Ist KI in der Marktforschung ein revolutionärer Umbruch?

Nein, für uns ist es eine Evolution. KI bietet viele spannende Möglichkeiten, aber in der Marktforschung braucht es nach wie vor fundiertes Fachwissen und menschliche Expertise – gerade, wenn es um die Erforschung psychologischer Phänomene und Entscheidungsverhalten geht. Hier reichen rein algorithmische Modelle nicht aus. Es braucht durchdachte Methoden, die nicht nur technisch funktionieren, sondern auch vom Anwendenden verstanden, eingeordnet und sinnvoll eingesetzt bzw. auch kombiniert werden können. Zudem arbeiten wir bei Interrogare auch nicht mit synthetischen Probanden. Denn eine KI entscheidet vollkommen anders als ein Mensch – nämlich rein rational, konsistent und auf Basis vollständiger Information. Menschen hingegen handeln zum Großteil unbewusst, emotional und aus ihren ganz persönlichen Erfahrungen heraus. Das betrifft zum Beispiel ihr Markengedächtnis oder implizite Präferenzen. Diese menschlichen Faktoren lassen sich durch KI – vielleicht noch – nicht einfach simulieren.
Was wir aber tun: Wir nutzen das Beste aus beiden Welten. Denn unsere zweite große KI-Anwendung, die wir derzeit realisieren, entwickelt auf Basis realer Studienergebnisse einzelner Menschen sogenannte „Quelleninformierte Persona-Avatare“ (Qupas). Sie ermöglichen es unseren Kundinnen und Kunden, nach Abschluss einer Studie weiterführende Gespräche mit einem Avatar zu führen – basierend auf echten Daten, nicht synthetischen. So können Ergebnisse greifbarer und lebendiger gemacht werden – ohne dabei auf belastbare wissenschaftliche Grundlagen zu verzichten. Und man kann Themen vertiefen, die man vor Beginn der Studie noch gar nicht auf dem Schirm hatte. Natürlich steht auch beim Einsatz solcher Tools für uns immer der Datenschutz im Fokus. Als Marktforschungsinstitut ist das für uns selbstverständlich und nicht verhandelbar.

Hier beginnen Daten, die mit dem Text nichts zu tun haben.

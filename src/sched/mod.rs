// src/sched/mod.rs

//! Live cron scheduling.
//!
//! - [`cron`] turns cron expression strings into [`::cron::Schedule`] values.
//! - [`scheduler`] owns the map from job identity to an active recurring
//!   trigger and is the only mutation surface for live scheduled work.

pub mod cron;
pub mod scheduler;

pub use cron::parse_schedule;
pub use scheduler::{ReloadReport, ScheduleError, Scheduler};
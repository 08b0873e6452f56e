// src/report/mod.rs

//! Report generation pipelines.
//!
//! This module owns the two external-tool invocation sequences that produce
//! or refresh coverage report artifacts, using `tokio::process::Command`:
//!
//! - [`command`] launches a single CLI invocation and maps its exit status.
//! - [`pipeline`] sequences the dump / settle / report steps and the
//!   idempotent artifact cleanup, with all output paths scoped per job.

pub mod command;
pub mod pipeline;

use thiserror::Error;

pub use command::run_tool;
pub use pipeline::{ReportPaths, ReportPipeline};

#[derive(Debug, Error)]
pub enum PipelineError {
    /// The external command could not be launched at all.
    #[error("failed to launch `{command}`: {source}")]
    Spawn {
        command: String,
        #[source]
        source: std::io::Error,
    },

    /// The external command ran and exited non-zero.
    #[error("`{command}` exited with code {exit_code}")]
    ToolExit { command: String, exit_code: i32 },

    /// Filesystem work on report artifacts failed.
    #[error("report artifact I/O: {0}")]
    Io(#[from] std::io::Error),
}
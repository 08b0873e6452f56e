// src/watch.rs

//! Job store file watching.
//!
//! The daemon keeps its live schedule in sync with the store file: any change
//! to the file (an external edit, or a one-shot `covsched add`/`edit`/
//! `remove` run while the daemon is up) turns into a `StoreChanged` event and
//! a full scheduler reload. Reloads are idempotent, so no debouncing is done
//! for the bursts of events some platforms emit.

use std::path::{Path, PathBuf};

use anyhow::Result;
use notify::{Config, Event, RecommendedWatcher, RecursiveMode, Watcher};
use tokio::sync::mpsc;
use tracing::{debug, info, warn};

use crate::daemon::RuntimeEvent;

/// Handle for the filesystem watcher.
///
/// This exists mainly so the underlying `RecommendedWatcher` is kept alive
/// for as long as needed. Dropping this handle stops store watching.
pub struct WatcherHandle {
    _inner: RecommendedWatcher,
}

impl std::fmt::Debug for WatcherHandle {
    fn fmt(&self, f: &mut std::fmt::Formatter<'_>) -> std::fmt::Result {
        f.debug_struct("WatcherHandle").finish()
    }
}

/// Spawn a filesystem watcher on the store file's parent directory and send
/// `RuntimeEvent::StoreChanged` whenever the store file itself is touched.
///
/// The parent directory is watched rather than the file, because editors and
/// the file store itself replace the file wholesale, which would otherwise
/// drop the watch.
pub fn spawn_store_watcher(
    store_path: impl Into<PathBuf>,
    runtime_tx: mpsc::Sender<RuntimeEvent>,
) -> Result<WatcherHandle> {
    let store_path: PathBuf = store_path.into();
    let watch_dir = parent_dir(&store_path);
    let file_name = store_path.file_name().map(|n| n.to_os_string());

    // Channel from the blocking notify callback into the async world.
    let (event_tx, mut event_rx) = tokio::sync::mpsc::unbounded_channel::<Event>();

    let mut watcher = RecommendedWatcher::new(
        move |res: notify::Result<Event>| match res {
            Ok(event) => {
                if let Err(err) = event_tx.send(event) {
                    // Tracing isn't usable from notify's thread teardown path.
                    eprintln!("covsched: failed to forward notify event: {err}");
                }
            }
            Err(err) => {
                eprintln!("covsched: store watch error: {err}");
            }
        },
        Config::default(),
    )?;

    watcher.watch(&watch_dir, RecursiveMode::NonRecursive)?;
    info!(dir = %watch_dir.display(), store = %store_path.display(), "store watcher started");

    tokio::spawn(async move {
        while let Some(event) = event_rx.recv().await {
            let touches_store = match &file_name {
                Some(name) => event
                    .paths
                    .iter()
                    .any(|p| p.file_name() == Some(name.as_os_str())),
                None => false,
            };

            if !touches_store {
                continue;
            }

            debug!(?event, "store file changed");
            if let Err(err) = runtime_tx.send(RuntimeEvent::StoreChanged).await {
                warn!("failed to send RuntimeEvent::StoreChanged: {err}");
                // Runtime channel closed; nothing left to watch for.
                return;
            }
        }

        debug!("store watcher loop ended");
    });

    Ok(WatcherHandle { _inner: watcher })
}

fn parent_dir(path: &Path) -> PathBuf {
    match path.parent() {
        Some(p) if !p.as_os_str().is_empty() => p.to_path_buf(),
        _ => PathBuf::from("."),
    }
}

Wann nutzen Sie selbst KI-Anwendungen?

Ich nutze sehr häufig mein eigenes Custom GPT – eine kleine, digitale Version von mir selbst, die ich mit meinem Stil und meinem Charakter „gefüttert“ habe (lacht). Besonders bei Zusammenfassungen längerer Texte ist das eine große Hilfe und spart viel Zeit. Grundsätzlich finde ich es unglaublich spannend, was da gerade alles passiert – und freue mich, in all unseren KI-Entwicklungen aktiv mitwirken zu können. Gerade auch mit Blick auf meine zukünftige Rolle in der Geschäftsführung ist es mir wichtig, dieses zentrale Zukunftsthema im Blick zu haben und auf oberster Ebene mitzugestalten.